WHAT THE TASK ASKS ▸
The string "AsRef" may appear in lines of the listing. Report each line where it does.

DATASET EXCERPTS ▸
========================================================================

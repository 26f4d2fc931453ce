//! Document provenance hash chains for the Payout Integrity Ledger.
//!
//! Every generated document (statement, invoice, export) gets one record in
//! a named chain. Records are append-only; positions are assigned through an
//! optimistic check against the store, and verification distinguishes a
//! changed document (`hash_mismatch`) from a changed predecessor
//! (`chain_break`).

pub mod config;
pub mod error;
pub mod memory;
pub mod traits;
pub mod verifier;

pub use config::ChainConfig;
pub use error::{ChainError, ChainResult};
pub use memory::InMemoryChainStore;
pub use traits::{ChainStore, ChainStoreError, ChainStoreResult, StoredDocument};
pub use verifier::HashChainVerifier;
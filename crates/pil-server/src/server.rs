use tokio::net::TcpListener;
use tower_http::cors::CorsLayer;

use crate::config::ServerConfig;
use crate::error::{ServerError, ServerResult};
use crate::router::build_router;
use crate::state::AppState;

/// PIL HTTP server.
pub struct PilServer {
    config: ServerConfig,
    state: AppState,
}

impl PilServer {
    pub fn new(config: ServerConfig, state: AppState) -> Self {
        Self { config, state }
    }

    pub fn config(&self) -> &ServerConfig {
        &self.config
    }

    /// Build the router (useful for testing).
    pub fn router(&self) -> axum::Router {
        let router = build_router(self.state.clone());
        if self.config.allow_any_origin {
            router.layer(CorsLayer::permissive())
        } else {
            router
        }
    }

    /// Start serving requests.
    pub async fn serve(self) -> ServerResult<()> {
        let app = self.router();
        let listener = TcpListener::bind(&self.config.bind_addr).await?;
        tracing::info!(
            addr = %self.config.bind_addr,
            hash_function = %self.config.hash_function,
            "PIL server listening"
        );
        axum::serve(listener, app)
            .await
            .map_err(|e| ServerError::Internal(e.to_string()))
    }
}

#[cfg(test)]
mod tests {
    use axum::body::Body;
    use axum::http::{header, Method, Request};
    use tower::util::ServiceExt;

    use pil_ledger::InMemoryLedgerStore;

    use super::*;

    fn server(allow_any_origin: bool) -> PilServer {
        let config = ServerConfig {
            allow_any_origin,
            ..ServerConfig::default()
        };
        let state = AppState::in_memory(&config, InMemoryLedgerStore::new());
        PilServer::new(config, state)
    }

    #[test]
    fn server_construction() {
        let server = server(false);
        assert_eq!(server.config().bind_addr, "127.0.0.1:8640".parse().unwrap());
    }

    #[tokio::test]
    async fn cors_is_opt_in() {
        let preflight = || {
            Request::builder()
                .method(Method::OPTIONS)
                .uri("/v1/health")
                .header(header::ORIGIN, "https://dashboard.example")
                .header(header::ACCESS_CONTROL_REQUEST_METHOD, "GET")
                .body(Body::empty())
                .unwrap()
        };

        let open = server(true).router().oneshot(preflight()).await.unwrap();
        assert!(open
            .headers()
            .contains_key(header::ACCESS_CONTROL_ALLOW_ORIGIN));

        let closed = server(false).router().oneshot(preflight()).await.unwrap();
        assert!(!closed
            .headers()
            .contains_key(header::ACCESS_CONTROL_ALLOW_ORIGIN));
    }
}
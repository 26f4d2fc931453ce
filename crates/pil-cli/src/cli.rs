use std::net::SocketAddr;
use std::path::PathBuf;

use clap::{Args, Parser, Subcommand};

use pil_crypto::HashAlgorithm;

#[derive(Parser)]
#[command(
    name = "pil",
    about = "Payout Integrity Ledger: hash-verified partner payouts and document provenance",
    version
)]
pub struct Cli {
    #[command(subcommand)]
    pub command: Command,

    #[arg(short, long, global = true)]
    pub verbose: bool,

    #[arg(long, global = true, default_value = "text")]
    pub format: OutputFormat,
}

#[derive(Clone, Debug, PartialEq, Eq, clap::ValueEnum)]
pub enum OutputFormat {
    Text,
    Json,
}

#[derive(Clone, Copy, Debug, PartialEq, Eq, clap::ValueEnum)]
pub enum HashArg {
    Blake3,
    Sha256,
}

impl From<HashArg> for HashAlgorithm {
    fn from(arg: HashArg) -> Self {
        match arg {
            HashArg::Blake3 => HashAlgorithm::Blake3,
            HashArg::Sha256 => HashAlgorithm::Sha256,
        }
    }
}

#[derive(Subcommand)]
pub enum Command {
    /// Start the HTTP API server
    Serve(ServeArgs),
    /// Compute the snapshot hash of an ordered list of conversion ids
    SnapshotHash(SnapshotHashArgs),
    /// Check an ordered list of conversion ids against a snapshot hash
    VerifySnapshot(VerifySnapshotArgs),
    /// Print the effective server configuration
    Config(ConfigArgs),
}

#[derive(Args)]
pub struct ServeArgs {
    /// TOML configuration file
    #[arg(short, long)]
    pub config: Option<PathBuf>,
    /// Overrides `bind_addr` from the configuration
    #[arg(long)]
    pub bind: Option<SocketAddr>,
    /// JSON file of partners and conversions to preload
    #[arg(long)]
    pub fixtures: Option<PathBuf>,
}

#[derive(Args)]
pub struct SnapshotHashArgs {
    #[arg(long, value_enum, default_value = "blake3")]
    pub hash_function: HashArg,
    /// Conversion ids, in canonical order
    pub ids: Vec<String>,
}

#[derive(Args)]
pub struct VerifySnapshotArgs {
    /// Expected snapshot hash (64 lowercase hex characters)
    #[arg(long)]
    pub expected: String,
    #[arg(long, value_enum, default_value = "blake3")]
    pub hash_function: HashArg,
    /// Conversion ids, in canonical order
    pub ids: Vec<String>,
}

#[derive(Args)]
pub struct ConfigArgs {
    #[arg(short, long)]
    pub config: Option<PathBuf>,
}

#[cfg(test)]
mod tests {
    use super::*;

    #[test]
    fn parse_serve() {
        let cli = Cli::try_parse_from([
            "pil",
            "serve",
            "--config",
            "pil.toml",
            "--bind",
            "0.0.0.0:9000",
        ])
        .unwrap();
        if let Command::Serve(args) = cli.command {
            assert_eq!(args.config, Some(PathBuf::from("pil.toml")));
            assert_eq!(args.bind, Some("0.0.0.0:9000".parse().unwrap()));
            assert!(args.fixtures.is_none());
        } else {
            panic!("wrong command");
        }
    }

    #[test]
    fn parse_snapshot_hash() {
        let cli = Cli::try_parse_from(["pil", "snapshot-hash", "c1", "c2", "c3"]).unwrap();
        if let Command::SnapshotHash(args) = cli.command {
            assert_eq!(args.ids, vec!["c1", "c2", "c3"]);
            assert_eq!(args.hash_function, HashArg::Blake3);
        } else {
            panic!("wrong command");
        }
    }

    #[test]
    fn parse_verify_snapshot_with_sha256() {
        let cli = Cli::try_parse_from([
            "pil",
            "--format",
            "json",
            "verify-snapshot",
            "--expected",
            "abc",
            "--hash-function",
            "sha256",
            "c1",
        ])
        .unwrap();
        assert_eq!(cli.format, OutputFormat::Json);
        if let Command::VerifySnapshot(args) = cli.command {
            assert_eq!(args.expected, "abc");
            assert_eq!(HashAlgorithm::from(args.hash_function), HashAlgorithm::Sha256);
        } else {
            panic!("wrong command");
        }
    }

    #[test]
    fn bad_bind_address_is_rejected() {
        assert!(Cli::try_parse_from(["pil", "serve", "--bind", "nowhere"]).is_err());
    }
}
//! HTTP server for the Payout Integrity Ledger.
//!
//! Exposes payout preview, approval, adjustment, and status transitions,
//! per-entry status streams over server-sent events, ledger audits, and
//! document provenance chains as a JSON API.

pub mod actor;
pub mod config;
pub mod error;
pub mod handler;
pub mod router;
pub mod server;
pub mod state;

pub use actor::{Actor, ACTOR_HEADER};
pub use config::ServerConfig;
pub use error::{ApiError, ApiResult, ErrorBody, ServerError, ServerResult};
pub use server::PilServer;
pub use state::AppState;
use rust_decimal::Decimal;
use serde::{Deserialize, Serialize};
use tracing::info;

use pil_types::{
    ActorId, LedgerEntryId, LedgerStatus, LedgerType, PayoutLedgerEntry, PayoutTotals,
    StatusEvent,
};

use crate::context::LedgerContext;
use crate::error::{LedgerError, LedgerResult};
use crate::events::publish_best_effort;
use crate::traits::{IsolationLevel, StoreError};

/// A signed correction against a paid payout.
#[derive(Clone, Debug, PartialEq, Eq, Serialize, Deserialize)]
#[serde(rename_all = "camelCase")]
pub struct AdjustmentRequest {
    pub payout_id: LedgerEntryId,
    pub adjustment_amount: Decimal,
    pub reason: String,
    pub approver_id: ActorId,
}

/// Appends correction entries to a payout's lineage.
///
/// Each adjustment takes the next version after the highest one in the
/// lineage, so the lineage's versions are strictly increasing in creation
/// order. The payout itself is never modified.
pub struct AdjustmentLedgerWriter {
    ctx: LedgerContext,
}

impl AdjustmentLedgerWriter {
    pub fn new(ctx: LedgerContext) -> Self {
        Self { ctx }
    }

    pub async fn create_adjustment(
        &self,
        request: AdjustmentRequest,
    ) -> LedgerResult<PayoutLedgerEntry> {
        let entry = self
            .ctx
            .within_deadline("adjust", self.write(&request))
            .await?;

        publish_best_effort(
            self.ctx.events.as_ref(),
            StatusEvent::new(entry.id, entry.status, entry.approved_at),
        );
        info!(
            entry = %entry.id,
            payout = %request.payout_id,
            version = entry.version,
            amount = %request.adjustment_amount,
            approver = %entry.approved_by,
            "adjustment recorded"
        );
        Ok(entry)
    }

    /// Checks run in a fixed order: the referenced payout must exist, then
    /// be PAID, and only then are the request's own fields validated.
    async fn write(&self, request: &AdjustmentRequest) -> LedgerResult<PayoutLedgerEntry> {
        let mut tx = self.ctx.store.begin(IsolationLevel::Serializable).await?;

        let payout = tx
            .entry(&request.payout_id)
            .await?
            .ok_or_else(|| LedgerError::NotFound(format!("payout {}", request.payout_id)))?;
        if !payout.is_payout() {
            return Err(LedgerError::InvalidState(format!(
                "entry {} is an adjustment; adjustments reference payouts",
                payout.id
            )));
        }
        if payout.status != LedgerStatus::Paid {
            return Err(LedgerError::InvalidState(format!(
                "payout {} is {}; only paid payouts may be adjusted",
                payout.id, payout.status
            )));
        }

        let reason = request.reason.trim();
        if reason.is_empty() {
            return Err(LedgerError::InvalidArgument(
                "adjustment reason must not be blank".into(),
            ));
        }
        if request.adjustment_amount.is_zero() {
            return Err(LedgerError::InvalidArgument(
                "adjustment amount must be non-zero".into(),
            ));
        }

        let latest = tx
            .max_lineage_version(&payout.id)
            .await?
            .unwrap_or(payout.version);
        let version = latest.checked_add(1).ok_or_else(|| {
            LedgerError::Internal(format!("lineage {} exhausted its versions", payout.id))
        })?;

        let entry = PayoutLedgerEntry {
            id: LedgerEntryId::new(),
            partner_id: payout.partner_id.clone(),
            period: payout.period,
            ledger_type: LedgerType::Adjustment,
            status: LedgerStatus::Approved,
            snapshot_hash: None,
            conversion_ids: Vec::new(),
            totals: PayoutTotals::correction(request.adjustment_amount),
            version,
            reference_ledger_id: Some(payout.id),
            adjustment_reason: Some(reason.to_string()),
            approved_by: request.approver_id.clone(),
            approved_at: self.ctx.clock.now(),
        };

        tx.insert_entry(entry.clone()).await.map_err(|err| match err {
            StoreError::UniqueViolation(detail) => LedgerError::Conflict(format!(
                "lineage {} moved on while adjusting: {detail}",
                payout.id
            )),
            other => other.into(),
        })?;
        tx.commit().await?;
        Ok(entry)
    }
}
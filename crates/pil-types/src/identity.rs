use std::fmt;

use serde::{Deserialize, Deserializer, Serialize};

use crate::error::TypeError;

macro_rules! string_id {
    ($(#[$meta:meta])* $name:ident, $field:literal) => {
        $(#[$meta])*
        #[derive(Clone, PartialEq, Eq, Hash, PartialOrd, Ord, Serialize)]
        #[serde(transparent)]
        pub struct $name(String);

        impl $name {
            /// Create a new identifier. Blank values are rejected.
            pub fn new(value: impl Into<String>) -> Result<Self, TypeError> {
                let value = value.into();
                if value.trim().is_empty() {
                    return Err(TypeError::EmptyIdentifier { field: $field });
                }
                Ok(Self(value))
            }

            pub fn as_str(&self) -> &str {
                &self.0
            }
        }

        impl fmt::Debug for $name {
            fn fmt(&self, f: &mut fmt::Formatter<'_>) -> fmt::Result {
                write!(f, "{}({})", stringify!($name), self.0)
            }
        }

        impl fmt::Display for $name {
            fn fmt(&self, f: &mut fmt::Formatter<'_>) -> fmt::Result {
                f.write_str(&self.0)
            }
        }

        impl AsRef<str> for $name {
            fn as_ref(&self) -> &str {
                &self.0
            }
        }

        impl TryFrom<&str> for $name {
            type Error = TypeError;

            fn try_from(value: &str) -> Result<Self, Self::Error> {
                Self::new(value)
            }
        }

        impl<'de> Deserialize<'de> for $name {
            fn deserialize<D: Deserializer<'de>>(deserializer: D) -> Result<Self, D::Error> {
                let raw = String::deserialize(deserializer)?;
                Self::new(raw).map_err(serde::de::Error::custom)
            }
        }
    };
}

string_id!(
    /// Identifier of the partner that owns a payout.
    PartnerId,
    "partnerId"
);

string_id!(
    /// Identifier of an externally attributed conversion record.
    ConversionId,
    "conversionId"
);

string_id!(
    /// Identity of an already-authorised caller (approver, disbursement job).
    ActorId,
    "actorId"
);

string_id!(
    /// Logical hash chain, e.g. one per document lineage.
    ChainKey,
    "chainKey"
);

macro_rules! uuid_id {
    ($(#[$meta:meta])* $name:ident, $prefix:literal) => {
        $(#[$meta])*
        #[derive(Clone, Copy, PartialEq, Eq, Hash, PartialOrd, Ord, Serialize, Deserialize)]
        #[serde(transparent)]
        pub struct $name(uuid::Uuid);

        impl $name {
            /// Generate a new time-ordered identifier (UUID v7).
            pub fn new() -> Self {
                Self(uuid::Uuid::now_v7())
            }

            pub fn from_uuid(uuid: uuid::Uuid) -> Self {
                Self(uuid)
            }

            pub fn as_uuid(&self) -> &uuid::Uuid {
                &self.0
            }

            /// Parse the canonical hyphenated UUID form.
            pub fn parse(s: &str) -> Result<Self, TypeError> {
                uuid::Uuid::parse_str(s)
                    .map(Self)
                    .map_err(|e| TypeError::InvalidId(format!("{s}: {e}")))
            }

            /// Short representation (first 8 characters of the UUID).
            pub fn short_id(&self) -> String {
                self.0.to_string()[..8].to_string()
            }
        }

        impl Default for $name {
            fn default() -> Self {
                Self::new()
            }
        }

        impl fmt::Debug for $name {
            fn fmt(&self, f: &mut fmt::Formatter<'_>) -> fmt::Result {
                write!(f, "{}:{}", $prefix, self.short_id())
            }
        }

        impl fmt::Display for $name {
            fn fmt(&self, f: &mut fmt::Formatter<'_>) -> fmt::Result {
                write!(f, "{}", self.0)
            }
        }
    };
}

uuid_id!(
    /// System-generated ledger entry identifier.
    LedgerEntryId,
    "entry"
);

uuid_id!(
    /// System-generated hash chain record identifier.
    ChainRecordId,
    "chainrec"
);
use std::net::{Ipv4Addr, SocketAddr};
use std::path::Path;

use serde::{Deserialize, Serialize};

use pil_chain::ChainConfig;
use pil_crypto::HashAlgorithm;
use pil_ledger::LedgerConfig;

use crate::error::{ServerError, ServerResult};

/// Server configuration, usually read from `pil.toml`.
///
/// Every field has a default, so an empty or partial file is valid.
#[derive(Clone, Debug, PartialEq, Eq, Serialize, Deserialize)]
#[serde(default)]
pub struct ServerConfig {
    pub bind_addr: SocketAddr,
    /// Digest used for snapshot and document hashes. Changing it on a
    /// populated store makes every stored hash fail verification.
    pub hash_function: HashAlgorithm,
    /// Attach a permissive CORS layer, for browser dashboards served from
    /// another origin.
    pub allow_any_origin: bool,
    pub ledger: LedgerConfig,
    pub chain: ChainConfig,
}

impl Default for ServerConfig {
    fn default() -> Self {
        Self {
            bind_addr: SocketAddr::from((Ipv4Addr::LOCALHOST, 8640)),
            hash_function: HashAlgorithm::default(),
            allow_any_origin: false,
            ledger: LedgerConfig::default(),
            chain: ChainConfig::default(),
        }
    }
}

impl ServerConfig {
    pub fn from_toml_str(raw: &str) -> ServerResult<Self> {
        toml::from_str(raw).map_err(|e| ServerError::Config(e.to_string()))
    }

    pub fn load(path: impl AsRef<Path>) -> ServerResult<Self> {
        let path = path.as_ref();
        let raw = std::fs::read_to_string(path)
            .map_err(|e| ServerError::Config(format!("{}: {e}", path.display())))?;
        Self::from_toml_str(&raw)
    }
}

#[cfg(test)]
mod tests {
    use std::time::Duration;

    use super::*;

    #[test]
    fn default_config() {
        let c = ServerConfig::default();
        assert_eq!(c.bind_addr, "127.0.0.1:8640".parse::<SocketAddr>().unwrap());
        assert_eq!(c.hash_function, HashAlgorithm::Blake3);
        assert_eq!(c.ledger.transaction_timeout(), Duration::from_secs(10));
        assert_eq!(c.chain.max_append_retries, 3);
        assert!(!c.allow_any_origin);
    }

    #[test]
    fn empty_file_is_default() {
        assert_eq!(ServerConfig::from_toml_str("").unwrap(), ServerConfig::default());
    }

    #[test]
    fn partial_file_overrides_only_what_it_names() {
        let c = ServerConfig::from_toml_str(
            r#"
            bind_addr = "0.0.0.0:9000"
            hash_function = "sha256"

            [ledger]
            transaction_timeout_ms = 2500
            "#,
        )
        .unwrap();
        assert_eq!(c.bind_addr.port(), 9000);
        assert_eq!(c.hash_function, HashAlgorithm::Sha256);
        assert_eq!(c.ledger.transaction_timeout(), Duration::from_millis(2500));
        assert_eq!(c.ledger.event_channel_capacity, 256);
        assert_eq!(c.chain, ChainConfig::default());
    }

    #[test]
    fn unknown_hash_function_is_a_config_error() {
        let err = ServerConfig::from_toml_str(r#"hash_function = "md5""#).unwrap_err();
        assert!(matches!(err, ServerError::Config(_)));
    }

    #[test]
    fn missing_file_is_a_config_error() {
        let err = ServerConfig::load("/nonexistent/pil.toml").unwrap_err();
        assert!(err.to_string().contains("/nonexistent/pil.toml"));
    }
}
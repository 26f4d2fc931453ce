use std::fmt;
use std::sync::Arc;

use serde::{Deserialize, Serialize};
use sha2::Digest as _;

use pil_types::Digest;

/// A 256-bit cryptographic hash over a sequence of byte chunks.
///
/// Chunks are fed in order as one continuous message. Injected wherever a
/// digest is computed so tests and deployments can choose the function.
pub trait HashFunction: Send + Sync {
    fn name(&self) -> &'static str;

    fn digest(&self, chunks: &[&[u8]]) -> Digest;
}

/// BLAKE3, the default.
#[derive(Clone, Copy, Debug, Default)]
pub struct Blake3;

impl HashFunction for Blake3 {
    fn name(&self) -> &'static str {
        "blake3"
    }

    fn digest(&self, chunks: &[&[u8]]) -> Digest {
        let mut hasher = blake3::Hasher::new();
        for chunk in chunks {
            hasher.update(chunk);
        }
        Digest::from_bytes(*hasher.finalize().as_bytes())
    }
}

/// SHA-256, for byte-compatibility with SHA-256 based digests.
#[derive(Clone, Copy, Debug, Default)]
pub struct Sha256;

impl HashFunction for Sha256 {
    fn name(&self) -> &'static str {
        "sha256"
    }

    fn digest(&self, chunks: &[&[u8]]) -> Digest {
        let mut hasher = sha2::Sha256::new();
        for chunk in chunks {
            hasher.update(chunk);
        }
        Digest::from_bytes(hasher.finalize().into())
    }
}

/// Configurable selection of the hash function.
#[derive(Clone, Copy, Debug, Default, PartialEq, Eq, Serialize, Deserialize)]
#[serde(rename_all = "lowercase")]
pub enum HashAlgorithm {
    #[default]
    Blake3,
    Sha256,
}

impl HashAlgorithm {
    pub fn function(self) -> Arc<dyn HashFunction> {
        match self {
            Self::Blake3 => Arc::new(Blake3),
            Self::Sha256 => Arc::new(Sha256),
        }
    }
}

impl fmt::Display for HashAlgorithm {
    fn fmt(&self, f: &mut fmt::Formatter<'_>) -> fmt::Result {
        match self {
            Self::Blake3 => f.write_str("blake3"),
            Self::Sha256 => f.write_str("sha256"),
        }
    }
}

#[cfg(test)]
mod tests {
    use super::*;

    #[test]
    fn chunking_does_not_change_the_digest() {
        for function in [HashAlgorithm::Blake3.function(), HashAlgorithm::Sha256.function()] {
            let whole = function.digest(&[b"hello world"]);
            let split = function.digest(&[b"hello", b" ", b"world"]);
            assert_eq!(whole, split, "{}", function.name());
        }
    }

    #[test]
    fn sha256_matches_known_vector() {
        let digest = Sha256.digest(&[b"abc"]);
        assert_eq!(
            digest.to_hex(),
            "ba7816bf8f01cfea414140de5dae2223b00361a396177a9cb410ff61f20015ad"
        );
    }

    #[test]
    fn blake3_matches_library() {
        let digest = Blake3.digest(&[b"abc"]);
        assert_eq!(digest.as_bytes(), blake3::hash(b"abc").as_bytes());
    }

    #[test]
    fn algorithms_differ() {
        assert_ne!(Blake3.digest(&[b"x"]), Sha256.digest(&[b"x"]));
    }

    #[test]
    fn algorithm_config_names() {
        let parsed: HashAlgorithm = serde_json::from_str("\"sha256\"").unwrap();
        assert_eq!(parsed, HashAlgorithm::Sha256);
        assert_eq!(HashAlgorithm::default().to_string(), "blake3");
    }
}
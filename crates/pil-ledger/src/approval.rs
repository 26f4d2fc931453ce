use std::collections::HashSet;

use serde::{Deserialize, Serialize};
use tracing::{error, info};

use pil_types::{
    ActorId, BillingPeriod, ConversionId, Digest, LedgerEntryId, LedgerStatus, LedgerType,
    LineageKey, PartnerId, PayoutLedgerEntry, PayoutTotals, StatusEvent,
};

use crate::context::LedgerContext;
use crate::error::{LedgerError, LedgerResult};
use crate::events::publish_best_effort;
use crate::traits::IsolationLevel;

/// An approver's request to lock in a previewed payout.
#[derive(Clone, Debug, PartialEq, Eq, Serialize, Deserialize)]
#[serde(rename_all = "camelCase")]
pub struct ApprovalRequest {
    pub partner_id: PartnerId,
    #[serde(flatten)]
    pub period: BillingPeriod,
    pub snapshot_hash: Digest,
    pub conversion_ids: Vec<ConversionId>,
    pub approver_id: ActorId,
}

/// Converts an approved preview into an immutable APPROVED payout entry.
///
/// The supplied snapshot hash is checked against the supplied conversion ids
/// before anything is written. The live-payout check, the conversion
/// re-fetch, and the insert then run in one SERIALIZABLE transaction, so two
/// concurrent approvals for the same period can never both succeed.
pub struct PayoutApprovalTransaction {
    ctx: LedgerContext,
}

impl PayoutApprovalTransaction {
    pub fn new(ctx: LedgerContext) -> Self {
        Self { ctx }
    }

    pub async fn approve(&self, request: ApprovalRequest) -> LedgerResult<PayoutLedgerEntry> {
        reject_duplicates(&request.conversion_ids)?;

        let recomputed = self.ctx.hasher.hash(&request.conversion_ids);
        if recomputed != request.snapshot_hash {
            error!(
                target: "pil::security",
                partner = %request.partner_id,
                period = %request.period,
                approver = %request.approver_id,
                supplied = %request.snapshot_hash,
                recomputed = %recomputed,
                "snapshot hash mismatch on approval"
            );
            return Err(LedgerError::IntegrityViolation(format!(
                "snapshot hash {} does not match the supplied conversions",
                request.snapshot_hash.short_hex()
            )));
        }

        let entry = self
            .ctx
            .within_deadline("approve", self.write(&request))
            .await?;

        publish_best_effort(
            self.ctx.events.as_ref(),
            StatusEvent::new(entry.id, entry.status, entry.approved_at),
        );
        info!(
            entry = %entry.id,
            partner = %entry.partner_id,
            period = %entry.period,
            conversions = entry.totals.total_conversions,
            commission = %entry.totals.total_commission,
            approver = %entry.approved_by,
            "payout approved"
        );
        Ok(entry)
    }

    async fn write(&self, request: &ApprovalRequest) -> LedgerResult<PayoutLedgerEntry> {
        let mut tx = self.ctx.store.begin(IsolationLevel::Serializable).await?;

        if !tx.partner_exists(&request.partner_id).await? {
            return Err(LedgerError::NotFound(format!(
                "partner {}",
                request.partner_id
            )));
        }

        let key = LineageKey::new(request.partner_id.clone(), request.period);
        if let Some(existing) = tx.live_payout(&key).await? {
            return Err(LedgerError::Conflict(format!(
                "payout {} is already {} for {key}",
                existing.id, existing.status
            )));
        }

        let records = tx.conversions_by_ids(&request.conversion_ids).await?;
        if records.len() != request.conversion_ids.len() {
            let found: HashSet<&ConversionId> = records.iter().map(|r| &r.id).collect();
            let missing: Vec<&str> = request
                .conversion_ids
                .iter()
                .filter(|id| !found.contains(id))
                .map(|id| id.as_str())
                .collect();
            return Err(LedgerError::NotFound(format!(
                "conversions {}",
                missing.join(", ")
            )));
        }
        if let Some(foreign) = records.iter().find(|r| r.partner_id != request.partner_id) {
            return Err(LedgerError::InvalidArgument(format!(
                "conversion {} belongs to partner {}",
                foreign.id, foreign.partner_id
            )));
        }

        let entry = PayoutLedgerEntry {
            id: LedgerEntryId::new(),
            partner_id: request.partner_id.clone(),
            period: request.period,
            ledger_type: LedgerType::Payout,
            status: LedgerStatus::Approved,
            snapshot_hash: Some(request.snapshot_hash),
            conversion_ids: request.conversion_ids.clone(),
            totals: PayoutTotals::aggregate(&records)?,
            version: 1,
            reference_ledger_id: None,
            adjustment_reason: None,
            approved_by: request.approver_id.clone(),
            approved_at: self.ctx.clock.now(),
        };

        tx.insert_entry(entry.clone()).await?;
        tx.commit().await?;
        Ok(entry)
    }
}

fn reject_duplicates(ids: &[ConversionId]) -> LedgerResult<()> {
    let mut seen = HashSet::with_capacity(ids.len());
    match ids.iter().find(|id| !seen.insert(*id)) {
        Some(dup) => Err(LedgerError::InvalidArgument(format!(
            "conversion {dup} listed more than once"
        ))),
        None => Ok(()),
    }
}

========================================================================

RESULT OF THIS TASK ▸
        impl AsRef<str> for $name {
    pub fn load(path: impl AsRef<Path>) -> ServerResult<Self> {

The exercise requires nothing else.